Study material:
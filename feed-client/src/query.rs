//! Параметры запросов к API и их кодирование в query string.
//!
//! Все параметры передаются всегда и в фиксированном порядке: отсутствующее
//! значение уходит пустой строкой, а не выбрасывается из запроса.

use url::form_urlencoded;
use validator::Validate;

use crate::dates::date_to_iso_string;
use crate::error::FeedClientResult;

/// Лента статей.
pub const ARTICLES_PATH: &str = "/api/v0.1/articles";
/// Поиск статей.
pub const SEARCH_PATH: &str = "/api/v0.1/articles/search";
/// Сводка «статей за день».
pub const DAY_COUNT_PATH: &str = "/api/v0.1/articles/count-per-day";
/// Статьи за день; дата в ISO 8601 добавляется сегментом пути.
pub const BY_DAY_PATH: &str = "/api/v0.1/articles/day";

/// Размер страницы ленты.
pub const ARTICLES_LIMIT: u32 = 20;
/// Размер страницы поиска.
pub const SEARCH_LIMIT: u32 = 18;
/// Размер страницы сводки по дням.
pub const DAY_COUNT_LIMIT: u32 = 20;

fn encode(pairs: &[(&str, &str)]) -> String {
    form_urlencoded::Serializer::new(String::new())
        .extend_pairs(pairs)
        .finish()
}

#[derive(Debug, Clone, Default, PartialEq, Eq)]
/// Запрос страницы ленты.
pub struct ArticlesQuery {
    /// Размер страницы.
    pub limit: u32,
    /// Курсор по идентификатору статьи.
    pub article_id_cursor: String,
    /// Курсор по дате.
    pub date_cursor: String,
    /// Смещение.
    pub offset: String,
}

impl ArticlesQuery {
    /// `limit=..&articleIDCursor=..&dateCursor=..&offset=..`
    pub fn to_query_string(&self) -> String {
        let limit = self.limit.to_string();
        encode(&[
            ("limit", &limit),
            ("articleIDCursor", &self.article_id_cursor),
            ("dateCursor", &self.date_cursor),
            ("offset", &self.offset),
        ])
    }
}

#[derive(Debug, Clone, Default, PartialEq, Eq, Validate)]
/// Поисковый запрос.
pub struct SearchQuery {
    /// Размер страницы.
    pub limit: u32,
    /// Строка поиска (тег-индекс, например `a23`).
    #[validate(length(min = 1, max = 255))]
    pub query: String,
    /// Курсор по идентификатору статьи.
    pub article_id_cursor: String,
    /// Курсор по дате.
    pub date_cursor: String,
    /// Смещение.
    pub offset: String,
}

impl SearchQuery {
    /// Собирает запрос из ввода пользователя: обрезает пробелы и валидирует.
    pub fn from_input(raw: &str) -> FeedClientResult<Self> {
        let query = Self {
            limit: SEARCH_LIMIT,
            query: raw.trim().to_string(),
            ..Self::default()
        };
        query.validate()?;
        Ok(query)
    }

    /// `limit=..&query=..&articleIDCursor=..&dateCursor=..&offset=..`
    pub fn to_query_string(&self) -> String {
        let limit = self.limit.to_string();
        encode(&[
            ("limit", &limit),
            ("query", &self.query),
            ("articleIDCursor", &self.article_id_cursor),
            ("dateCursor", &self.date_cursor),
            ("offset", &self.offset),
        ])
    }
}

#[derive(Debug, Clone, Default, PartialEq, Eq)]
/// Запрос сводки «статей за день».
pub struct DayCountQuery {
    /// Сколько дней вернуть.
    pub limit: u32,
    /// Курсор по дате (последний день предыдущей страницы).
    pub date_cursor: String,
}

impl DayCountQuery {
    /// `limit=..&dateCursor=..`
    pub fn to_query_string(&self) -> String {
        let limit = self.limit.to_string();
        encode(&[("limit", &limit), ("dateCursor", &self.date_cursor)])
    }
}

/// Путь запроса статей за день: `/api/v0.1/articles/day/{ISO 8601}`.
///
/// ISO-строка состоит из цифр, `-`, `:`, `.`, `T` и `Z` и не требует экранирования.
pub fn by_day_path(day: &str) -> FeedClientResult<String> {
    let posted_at = date_to_iso_string(day)?;
    Ok(format!("{BY_DAY_PATH}/{posted_at}"))
}

#[cfg(test)]
mod tests {
    use super::*;
    use crate::error::FeedClientError;
    use pretty_assertions::assert_eq;

    #[test]
    fn articles_query_keeps_empty_fields() {
        let query = ArticlesQuery {
            limit: 20,
            ..ArticlesQuery::default()
        };
        assert_eq!(
            query.to_query_string(),
            "limit=20&articleIDCursor=&dateCursor=&offset="
        );
    }

    #[test]
    fn articles_query_encodes_cursor_values() {
        let query = ArticlesQuery {
            limit: 20,
            article_id_cursor: "a/b c".to_string(),
            date_cursor: "2024-01-05T00:00:00.000Z".to_string(),
            offset: String::new(),
        };
        assert_eq!(
            query.to_query_string(),
            "limit=20&articleIDCursor=a%2Fb+c&dateCursor=2024-01-05T00%3A00%3A00.000Z&offset="
        );
    }

    #[test]
    fn search_query_orders_parameters() {
        let query = SearchQuery {
            limit: 18,
            query: "a23&b".to_string(),
            ..SearchQuery::default()
        };
        assert_eq!(
            query.to_query_string(),
            "limit=18&query=a23%26b&articleIDCursor=&dateCursor=&offset="
        );
    }

    #[test]
    fn search_query_from_input_trims() {
        let query = SearchQuery::from_input("  a23 ").expect("valid query");
        assert_eq!(query.query, "a23");
        assert_eq!(query.limit, SEARCH_LIMIT);
    }

    #[test]
    fn search_query_rejects_blank_and_long_input() {
        assert!(matches!(
            SearchQuery::from_input("   "),
            Err(FeedClientError::InvalidRequest(_))
        ));
        let long = "x".repeat(256);
        assert!(SearchQuery::from_input(&long).is_err());
    }

    #[test]
    fn by_day_path_converts_day_to_iso() {
        assert_eq!(
            by_day_path("2024-01-05").expect("valid day"),
            "/api/v0.1/articles/day/2024-01-05T00:00:00.000Z"
        );
        assert!(by_day_path("yesterday").is_err());
    }

    #[test]
    fn day_count_query_string() {
        let query = DayCountQuery {
            limit: 20,
            date_cursor: "2024-01-05".to_string(),
        };
        assert_eq!(query.to_query_string(), "limit=20&dateCursor=2024-01-05");
    }
}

Activity: Locate the word "сводки" in the records above, and return each line that has it.

Exercise response:
/// Размер страницы сводки по дням.
/// Запрос сводки «статей за день».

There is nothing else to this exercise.